The numbers are astonishing, and at first glance, unbelievable. A Justice Department study found that one in five women will be raped during their time in college, and only 5 percent of the victims will report it. At this university, there are 17,000 female students. By those numbers, as many as 3,400 might be raped by the time they graduate.

These numbers aren’t new. The Justice Department study came out almost a decade ago, and reports of high levels of rape on college campuses have been common for at least 30 years. What is new is that people — at least at this university — are doing something about it.

Much of the credit for this must go to a group of enterprising journalism students. Two years ago, Terp Weekly Edition, a radio program produced by the journalism school, released “Out of the Shadows,” an in-depth report on campus rape. The report won multiple awards, including a Robert F. Kennedy Award for investigative journalism.

The report inspired journalism professor and University Senator Deb Nelson to ask the Senate to investigate the issue this semester. The Senate’s Campus Affairs Committee held a forum focusing on rape last week.

Sue Kopen Katcef, who teaches the class that produces Terp Weekly Edition, pointed out that change will take time and that right now, the most important thing is to highlight the issue and build momentum toward forcing the university to make changes. After all, she said, no university wants to highlight the fact that there are rapes on its campus.

But there’s a difference between good public relations and good public policy. One protects reputations, and the other protects students. And since this is a national problem, being known as a school willing to tackle the issue will help the university in the long run.

One step in making this shift came last week, when the university agreed to release the names of students found responsible for sexual assault by the university judiciary. When those names are released, it should provide a more accurate count of the number of sexual assaults that have happened on the campus in recent years, but even then, it’s hard to imagine they’ll be a full account.

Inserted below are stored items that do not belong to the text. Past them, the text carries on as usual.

//! Property-based tests using proptest
//!
//! These tests verify that resource paths keep user supplied segments
//! intact and well-formed for arbitrary input.

use mixerctl::mixer::client::{extract_message, yaml_to_json, UNKNOWN_MESSAGE};
use mixerctl::mixer::{resource_path, rule_path, ResourceKind};
use proptest::prelude::*;
use serde_json::{json, Value};

/// Characters that must never appear unescaped in a segment
const RESERVED: &[char] = &['/', '?', '#', '%', ' ', '&', '=', ':', ';'];

fn arb_kind() -> impl Strategy<Value = ResourceKind> {
    prop_oneof![Just(ResourceKind::Adapter), Just(ResourceKind::Descriptor)]
}

fn decode(segment: &str) -> String {
    urlencoding::decode(segment).unwrap().into_owned()
}

proptest! {
    /// Scope and subject survive escaping and unescaping unchanged
    #[test]
    fn rule_path_round_trips(scope in ".*", subject in ".*") {
        let path = rule_path(&scope, &subject);
        let rest = path.strip_prefix("core/rules/v1/").unwrap();
        let segments: Vec<&str> = rest.split('/').collect();

        prop_assert_eq!(segments.len(), 2);
        prop_assert_eq!(decode(segments[0]), scope);
        prop_assert_eq!(decode(segments[1]), subject);
    }

    /// Escaped segments never contain reserved characters
    #[test]
    fn escaped_segments_have_no_reserved_characters(
        scope in "[a-z/?#% &=:;.-]{0,32}",
        subject in "[a-z/?#% &=:;.-]{0,32}"
    ) {
        let path = rule_path(&scope, &subject);
        let rest = path.strip_prefix("core/rules/v1/").unwrap();
        for segment in rest.split('/') {
            // '%' only appears as the start of an escape
            prop_assert!(!segment.chars().any(|c| c != '%' && RESERVED.contains(&c)));
            prop_assert!(segment.is_ascii());
        }
    }

    /// Resource paths keep their shape and scope for any input
    #[test]
    fn resource_path_round_trips(scope in ".*", kind in arb_kind()) {
        let path = resource_path(&scope, kind);
        let prefix = format!("core/{}/v1//", kind.collection());
        let escaped = path.strip_prefix(prefix.as_str()).unwrap();

        prop_assert!(!escaped.contains('/'));
        prop_assert_eq!(decode(escaped), scope);
    }

    /// Any string-keyed mapping survives the YAML to JSON re-encoding
    #[test]
    fn yaml_mapping_re_encodes_to_same_json(
        entries in prop::collection::btree_map("[a-z]{1,8}", "[a-zA-Z0-9 ]{0,16}", 0..8)
    ) {
        let expected: Value = json!(entries);
        let yaml = serde_yaml::to_string(&expected).unwrap();
        let encoded = yaml_to_json(yaml.as_bytes()).unwrap();
        let actual: Value = serde_json::from_slice(&encoded).unwrap();
        prop_assert_eq!(actual, expected);
    }

    /// Bodies without a string status.message always yield the fallback
    #[test]
    fn message_fallback_for_arbitrary_bodies(body in "[^\"]*") {
        prop_assert_eq!(extract_message(body.as_bytes()), UNKNOWN_MESSAGE);
    }
}
use anyhow::{Context, Result};
use clap::Parser;
use mixerctl::commands::{self, Cli, LogLevel};
use mixerctl::config::Config;
use std::io::{self, Write};
use tracing_subscriber::fmt::writer::MakeWriterExt;

fn setup_logging(level: LogLevel) -> Option<tracing_appender::non_blocking::WorkerGuard> {
    let tracing_level = level.to_tracing_level()?;

    let log_path = Config::log_path();

    if let Some(parent) = log_path.parent() {
        let _ = std::fs::create_dir_all(parent);
    }

    // Without a log file the command still runs, just unlogged
    let file = match std::fs::OpenOptions::new()
        .create(true)
        .append(true)
        .open(&log_path)
    {
        Ok(file) => file,
        Err(err) => {
            eprintln!("Warning: cannot open log file {}: {}", log_path.display(), err);
            return None;
        }
    };

    let (non_blocking, guard) = tracing_appender::non_blocking(file);

    tracing_subscriber::fmt()
        .with_max_level(tracing_level)
        .with_writer(non_blocking.with_max_level(tracing_level))
        .with_ansi(false)
        .with_target(true)
        .init();

    tracing::info!("mixerctl {} started with log level: {:?}", mixerctl::VERSION, level);

    Some(guard)
}

#[tokio::main]
async fn main() -> Result<()> {
    let cli = Cli::parse();

    let log_guard = setup_logging(cli.log_level);
    let config = Config::load();

    let mut stdout = io::stdout().lock();
    let result = commands::run(&cli, &config, &mut stdout).await;
    stdout.flush().context("Failed to flush output")?;

    if let Err(err) = result {
        tracing::error!("{}", err);
        eprintln!("Error: {}", err);
        drop(log_guard);
        std::process::exit(err.exit_code());
    }

    Ok(())
}
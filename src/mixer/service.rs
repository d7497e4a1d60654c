//! Cluster service resolution
//!
//! The configuration service normally runs inside the cluster. Instead of
//! a URL the user names the service (`istio-galley:9096`) and the address
//! is looked up in the namespace before each request. The ClusterIP it
//! resolves to is only routable from inside the cluster network.

use super::http::{HttpRequester, RawResponse, Requester};
use crate::error::{MixerError, Result};
use async_trait::async_trait;
use k8s_openapi::api::core::v1::Service;
use kube::Api;
use reqwest::Method;
use std::fmt;
use std::net::{IpAddr, SocketAddr};
use std::str::FromStr;

/// Service name with an optional port, as given on the command line
#[derive(Debug, Clone, PartialEq, Eq)]
pub struct ServiceTarget {
    pub name: String,
    pub port: Option<u16>,
}

impl FromStr for ServiceTarget {
    type Err = MixerError;

    fn from_str(s: &str) -> Result<Self> {
        let s = s.trim();
        let (name, port) = match s.rsplit_once(':') {
            Some((name, port)) => {
                let port = port.parse::<u16>().map_err(|_| {
                    MixerError::Resolution(format!("invalid port in service {}", s))
                })?;
                (name, Some(port))
            }
            None => (s, None),
        };

        if name.is_empty() || name.contains('/') {
            return Err(MixerError::Resolution(format!("invalid service name: {}", s)));
        }

        Ok(Self {
            name: name.to_string(),
            port,
        })
    }
}

impl fmt::Display for ServiceTarget {
    fn fmt(&self, f: &mut fmt::Formatter<'_>) -> fmt::Result {
        match self.port {
            Some(port) => write!(f, "{}:{}", self.name, port),
            None => f.write_str(&self.name),
        }
    }
}

/// Looks up the base URL of a service in a namespace
#[async_trait]
pub trait ServiceRegistry: Send + Sync {
    /// `None` when the service does not exist
    async fn resolve(&self, namespace: &str, target: &ServiceTarget) -> Result<Option<String>>;
}

/// Registry backed by the Kubernetes API
#[derive(Clone)]
pub struct KubeServiceRegistry {
    client: kube::Client,
}

impl KubeServiceRegistry {
    pub fn new(client: kube::Client) -> Self {
        Self { client }
    }

    /// Connect using the given kubeconfig, or the default configuration
    /// (in-cluster or `$KUBECONFIG`) when none is given
    pub async fn connect(kubeconfig: Option<&str>) -> Result<Self> {
        let client = match kubeconfig {
            Some(path) => {
                let kubeconfig = kube::config::Kubeconfig::read_from(path).map_err(|e| {
                    MixerError::Resolution(format!("failed reading kubeconfig {}: {}", path, e))
                })?;
                let config = kube::Config::from_custom_kubeconfig(
                    kubeconfig,
                    &kube::config::KubeConfigOptions::default(),
                )
                .await
                .map_err(|e| {
                    MixerError::Resolution(format!("invalid kubeconfig {}: {}", path, e))
                })?;
                kube::Client::try_from(config)?
            }
            None => kube::Client::try_default().await?,
        };

        Ok(Self::new(client))
    }
}

#[async_trait]
impl ServiceRegistry for KubeServiceRegistry {
    async fn resolve(&self, namespace: &str, target: &ServiceTarget) -> Result<Option<String>> {
        let api: Api<Service> = Api::namespaced(self.client.clone(), namespace);
        let Some(service) = api.get_opt(&target.name).await? else {
            return Ok(None);
        };

        let spec = service.spec.unwrap_or_default();
        let port = match target.port {
            Some(port) => port,
            None => spec
                .ports
                .as_deref()
                .and_then(|ports| ports.first())
                .and_then(|p| u16::try_from(p.port).ok())
                .ok_or_else(|| {
                    MixerError::Resolution(format!(
                        "service {}/{} exposes no port",
                        namespace, target.name
                    ))
                })?,
        };

        let host = match spec.cluster_ip.as_deref() {
            Some(ip) if !ip.is_empty() && ip != "None" => ip.to_string(),
            _ => format!("{}.{}.svc", target.name, namespace),
        };

        tracing::debug!(service = %target, namespace, %host, port, "resolved service");
        Ok(Some(service_base_url(&host, port)))
    }
}

/// Base URL for a resolved host. IPv6 literals are bracketed.
pub fn service_base_url(host: &str, port: u16) -> String {
    match host.parse::<IpAddr>() {
        Ok(ip) => format!("http://{}", SocketAddr::new(ip, port)),
        Err(_) => format!("http://{}:{}", host, port),
    }
}

/// Requester that resolves the configuration service before each call
pub struct ServiceRequester<S> {
    registry: S,
    namespace: String,
    target: ServiceTarget,
}

impl<S: ServiceRegistry> ServiceRequester<S> {
    pub fn new(registry: S, namespace: impl Into<String>, service: &str) -> Result<Self> {
        Ok(Self {
            registry,
            namespace: namespace.into(),
            target: service.parse()?,
        })
    }

    async fn resolve(&self) -> Result<HttpRequester> {
        let base = self
            .registry
            .resolve(&self.namespace, &self.target)
            .await?
            .ok_or_else(|| {
                MixerError::Resolution(format!(
                    "service {} not found in namespace {}",
                    self.target, self.namespace
                ))
            })?;
        HttpRequester::new(&base)
    }
}

#[async_trait]
impl<S: ServiceRegistry> Requester for ServiceRequester<S> {
    async fn request(
        &self,
        method: Method,
        path: &str,
        body: Option<Vec<u8>>,
    ) -> Result<RawResponse> {
        let requester = self.resolve().await?;
        requester.request(method, path, body).await
    }
}

#[cfg(test)]
mod tests {
    use super::*;

    struct EmptyRegistry;

    #[async_trait]
    impl ServiceRegistry for EmptyRegistry {
        async fn resolve(&self, _: &str, _: &ServiceTarget) -> Result<Option<String>> {
            Ok(None)
        }
    }

    #[test]
    fn target_parses_name_and_port() {
        let target: ServiceTarget = "istio-galley:9096".parse().unwrap();
        assert_eq!(target.name, "istio-galley");
        assert_eq!(target.port, Some(9096));
        assert_eq!(target.to_string(), "istio-galley:9096");

        let target: ServiceTarget = "istio-galley".parse().unwrap();
        assert_eq!(target.port, None);
    }

    #[test]
    fn target_rejects_bad_port_and_empty_name() {
        assert!("istio-galley:http".parse::<ServiceTarget>().is_err());
        assert!(":9096".parse::<ServiceTarget>().is_err());
    }

    #[test]
    fn base_url_brackets_ipv6_cluster_ips() {
        let url = service_base_url("fd00:10:96::1", 9096);
        assert_eq!(url, "http://[fd00:10:96::1]:9096");

        let requester = HttpRequester::new(&url).unwrap();
        assert_eq!(requester.base_url().port(), Some(9096));
        assert_eq!(
            requester.url_for("core/rules/v1/a/b"),
            "http://[fd00:10:96::1]:9096/core/rules/v1/a/b"
        );
    }

    #[test]
    fn base_url_for_ipv4_and_dns_names() {
        assert_eq!(service_base_url("10.96.0.12", 9096), "http://10.96.0.12:9096");
        assert_eq!(
            service_base_url("istio-galley.istio-system.svc", 9096),
            "http://istio-galley.istio-system.svc:9096"
        );
    }

    #[test]
    fn unknown_service_is_a_resolution_error() {
        let requester = ServiceRequester::new(EmptyRegistry, "istio-system", "istio-galley:9096")
            .unwrap();
        let err = tokio_test::block_on(requester.request(Method::GET, "core/rules/v1/a/b", None))
            .unwrap_err();
        assert!(matches!(err, MixerError::Resolution(_)));
        assert_eq!(
            err.to_string(),
            "service istio-galley:9096 not found in namespace istio-system"
        );
    }
}
//! Resource paths
//!
//! Maps a resource identity onto the REST path the configuration service
//! serves it from. User supplied segments are always percent-escaped.

/// Kind of configuration stored per scope alone.
///
/// Rules are keyed by scope and subject and have their own [`rule_path`].
#[derive(Debug, Clone, Copy, PartialEq, Eq, Hash)]
pub enum ResourceKind {
    Adapter,
    Descriptor,
}

impl ResourceKind {
    /// Collection name, as used in the REST path
    pub fn collection(&self) -> &'static str {
        match self {
            Self::Adapter => "adapters",
            Self::Descriptor => "descriptors",
        }
    }
}

/// Percent-escape a single path segment
pub fn escape_segment(segment: &str) -> String {
    urlencoding::encode(segment).into_owned()
}

/// Path of the rules for `scope` and `subject`
pub fn rule_path(scope: &str, subject: &str) -> String {
    format!(
        "core/rules/v1/{}/{}",
        escape_segment(scope),
        escape_segment(subject)
    )
}

/// Path of the adapter or descriptor configuration for `scope`
///
/// The empty segment after `v1` is part of the route the configuration
/// service registers and must be kept.
pub fn resource_path(scope: &str, kind: ResourceKind) -> String {
    format!("core/{}/v1//{}", kind.collection(), escape_segment(scope))
}
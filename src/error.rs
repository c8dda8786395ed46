use std::fmt;

use thiserror::Error;

/// The index-side step that failed after a primary-store commit.
#[derive(Debug, Clone, Copy, PartialEq, Eq)]
pub enum SyncOperation {
    Create,
    Update,
    Delete,
}

impl fmt::Display for SyncOperation {
    fn fmt(&self, f: &mut fmt::Formatter<'_>) -> fmt::Result {
        let name = match self {
            SyncOperation::Create => "create",
            SyncOperation::Update => "update",
            SyncOperation::Delete => "delete",
        };
        f.write_str(name)
    }
}

/// Application-wide error types.
#[derive(Debug, Error)]
pub enum AppError {
    #[error("Database error: {0}")]
    Database(String),

    #[error("Post with id {0} not found")]
    PostNotFound(i64),

    #[error("User with id {0} not found")]
    UserNotFound(i64),

    /// The author relation was not loaded when the post reached the indexer.
    #[error("Post {0} has no loaded author and cannot be indexed")]
    MissingAuthor(i64),

    #[error("Bad request: {0}")]
    BadRequest(String),

    /// The search index could not be reached, or a task did not finish in time.
    #[error("Search index unavailable: {0}")]
    SearchUnavailable(String),

    /// The search index answered but rejected the request or failed the task.
    #[error("Search index operation failed: {0}")]
    SearchOperation(String),

    #[error("Failed to create index mapping: {0}")]
    IndexMapping(String),

    /// The primary store committed, the index did not follow.
    #[error("Post {post_id} was saved but the index {operation} failed: {source}")]
    IndexSync {
        post_id: i64,
        operation: SyncOperation,
        #[source]
        source: Box<AppError>,
    },

    #[error("Configuration error: {0}")]
    Config(String),
}

impl AppError {
    /// Wrap a failure of the index step that followed a committed primary
    /// write. The cause, including a post that could not be indexed at all,
    /// stays available as the source.
    pub fn into_sync_error(self, post_id: i64, operation: SyncOperation) -> Self {
        match self {
            AppError::IndexSync { .. } => self,
            other => AppError::IndexSync {
                post_id,
                operation,
                source: Box::new(other),
            },
        }
    }

    pub fn is_not_found(&self) -> bool {
        matches!(self, AppError::PostNotFound(_) | AppError::UserNotFound(_))
    }

    /// True when the primary store holds the write even though the call failed.
    pub fn primary_committed(&self) -> bool {
        matches!(self, AppError::IndexSync { .. })
    }
}
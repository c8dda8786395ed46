use std::sync::Arc;

use clap::{Args, Parser, Subcommand};
use serde::Serialize;

use postsync::config::AppConfig;
use postsync::db::models::{NewPost, NewUser, UpdatePost};
use postsync::db::repository::{MongoPostRepository, MongoUserRepository, UserRepository};
use postsync::pagination::PaginationParams;
use postsync::posts::service::PostsService;
use postsync::search::client::MeilisearchService;
use postsync::search::indexer::PostIndexer;

#[derive(Parser)]
#[command(name = "postsync", version, about = "Manage posts kept in sync between MongoDB and Meilisearch")]
struct Cli {
    /// Configuration file (TOML). Missing files are ignored.
    #[arg(long, default_value = "postsync.toml")]
    config: String,

    #[command(subcommand)]
    command: Command,
}

#[derive(Subcommand)]
enum Command {
    /// Create the search index and its mapping if missing.
    EnsureIndex,
    /// Register a user that can author posts.
    AddUser {
        #[arg(long)]
        email: String,
        #[arg(long)]
        name: String,
    },
    /// Create a post.
    Create {
        #[arg(long)]
        author: i64,
        #[arg(long)]
        title: String,
        /// May be repeated, one per paragraph.
        #[arg(long = "paragraph")]
        paragraphs: Vec<String>,
    },
    /// Show a post.
    Get { id: i64 },
    /// Change the title and/or paragraphs of a post.
    Update {
        id: i64,
        #[arg(long)]
        title: Option<String>,
        /// Replaces all paragraphs. May be repeated.
        #[arg(long = "paragraph")]
        paragraphs: Vec<String>,
    },
    /// Delete a post.
    Delete { id: i64 },
    /// List posts in ascending id order.
    List(PageArgs),
    /// Phrase search over titles and paragraphs.
    Search {
        text: String,
        #[command(flatten)]
        page: PageArgs,
    },
}

#[derive(Args)]
struct PageArgs {
    #[arg(long)]
    offset: Option<u64>,
    #[arg(long)]
    limit: Option<u64>,
    /// Only return posts with an id greater than this; overrides --offset.
    #[arg(long)]
    start_id: Option<i64>,
}

impl From<PageArgs> for PaginationParams {
    fn from(args: PageArgs) -> Self {
        Self {
            offset: args.offset,
            limit: args.limit,
            start_id: args.start_id,
        }
    }
}

fn print_json(value: &impl Serialize) -> anyhow::Result<()> {
    println!("{}", serde_json::to_string_pretty(value)?);
    Ok(())
}

#[tokio::main]
async fn main() -> anyhow::Result<()> {
    // Initialize tracing
    tracing_subscriber::fmt()
        .with_env_filter(
            tracing_subscriber::EnvFilter::try_from_default_env()
                .unwrap_or_else(|_| "postsync=info".into()),
        )
        .with_writer(std::io::stderr)
        .init();

    let cli = Cli::parse();
    let config = AppConfig::load(&cli.config)?;

    // Connect to MongoDB
    let mongo_client = mongodb::Client::with_uri_str(&config.mongodb.uri).await?;
    let mongo_db = mongo_client.database(&config.mongodb.database);
    let users = Arc::new(MongoUserRepository::new(&mongo_db));
    let posts = Arc::new(MongoPostRepository::new(&mongo_db));

    tracing::info!("Connected to MongoDB at {}", config.mongodb.uri);

    // The index must exist with its mapping before anything touches it.
    let search = Arc::new(MeilisearchService::new(&config.search)?);
    let indexer = PostIndexer::new(search);
    indexer.ensure_index().await?;

    let service = PostsService::new(
        posts,
        users.clone(),
        indexer,
        config.pagination.count_policy,
    );

    match cli.command {
        Command::EnsureIndex => {
            tracing::info!("Index [{}] is ready", config.search.index);
        }
        Command::AddUser { email, name } => {
            let user = users.create(NewUser { email, name }).await?;
            print_json(&user)?;
        }
        Command::Create {
            author,
            title,
            paragraphs,
        } => {
            let post = service
                .create_as(NewPost { title, paragraphs }, author)
                .await?;
            print_json(&post)?;
        }
        Command::Get { id } => print_json(&service.find_by_id(id).await?)?,
        Command::Update {
            id,
            title,
            paragraphs,
        } => {
            let patch = UpdatePost {
                title,
                paragraphs: (!paragraphs.is_empty()).then_some(paragraphs),
            };
            print_json(&service.update(id, patch).await?)?;
        }
        Command::Delete { id } => {
            service.delete(id).await?;
            tracing::info!("Deleted post {id}");
        }
        Command::List(page) => {
            print_json(&service.list_all(&page.into()).await?)?;
        }
        Command::Search { text, page } => {
            print_json(&service.search_posts(&text, &page.into()).await?)?;
        }
    }

    Ok(())
}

At the forum held last week, undergraduate senator Julia Burke pointed out the university judiciary only has jurisdiction in rapes involving current students that happen on the campus. Though Knox Boxes and South Campus Commons are only a few yards away, the difference in possible punishments can’t be measured. And students victimized off the campus won’t be recognized.

Most of the forum’s discussion focused on date rape: More than 90 percent of college women are raped by someone they know. But those aren’t the assaults that make the evening news or that are generally reported to authorities.

The conviction of Derik Villeda-Morales, who abducted and raped a university student last year, made headlines and led local newscasts. But cases like Villeda-Morales’ are rare. As opposed to most serious crimes around the campus — burglaries, assaults and robberies — that are committed by people unaffiliated with the university, rape is an on-campus problem, and there are university-based solutions to it. And the university is finally talking about them.

What exactly those solutions are is unclear. Basic steps are obvious but still require additional resources. Prompted by a question from STARE Party candidate Natalia Cuadra-Saez in The Diamondback’s Student Government Association presidential debate, SKY Party candidate Andrew Steinberg suggested expanding the sexual assault training fraternities go through each semester to all students. But the Sexual Assault Response and Prevention Program has a minuscule staff, and the university didn’t even have a full-time advocate for sexual assault victims until two years ago. A good first step would be to increase the services we already have, an obviously difficult step in this fiscal climate. Still, there aren’t many student services more important than protecting students from sexual assault.

Kopen Katcef said the Terp Weekly Edition piece was titled “Out of the Shadows” for a reason. For too long, rape has been an underreported and ignored issue both nationally and at this university. It’s been said sunlight is the best disinfectant. Let’s hope for this campus, it is.